## EXERCISE REQUIREMENTS
Determine the number of lines in the listing below that hold the word "serde". Write the number alone.

►

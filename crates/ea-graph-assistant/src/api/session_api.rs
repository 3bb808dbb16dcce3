// Conversation reset: drop the remembered turn for one session
use axum::extract::{Path, State};
use serde::Serialize;
use tracing::info;

use super::{error_response, ok, ApiResult};
use crate::app_state::AppState;
use crate::error::AssistantError;

const ROUTE: &str = "/session";

#[derive(Debug, Serialize)]
#[serde(rename_all = "camelCase")]
pub struct SessionResetResponse {
    pub session_id: String,
    /// Whether a previous turn existed and was dropped.
    pub cleared: bool,
}

/// The next question in this session is translated without prior context.
pub async fn reset_session(
    State(state): State<AppState>,
    Path(session_id): Path<String>,
) -> ApiResult<SessionResetResponse> {
    if session_id.trim().is_empty() || session_id.len() > 128 {
        return Err(error_response(
            ROUTE,
            AssistantError::InvalidInput("session id must be 1 to 128 characters".to_string()),
        ));
    }

    let cleared = state.turns.last_turn(&session_id).is_some();
    state.turns.forget(&session_id);
    info!("[{}] Conversation reset (had turn: {})", session_id, cleared);

    ok(ROUTE, SessionResetResponse { session_id, cleared })
}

◄

## RESULT OF THE EXERCISE
2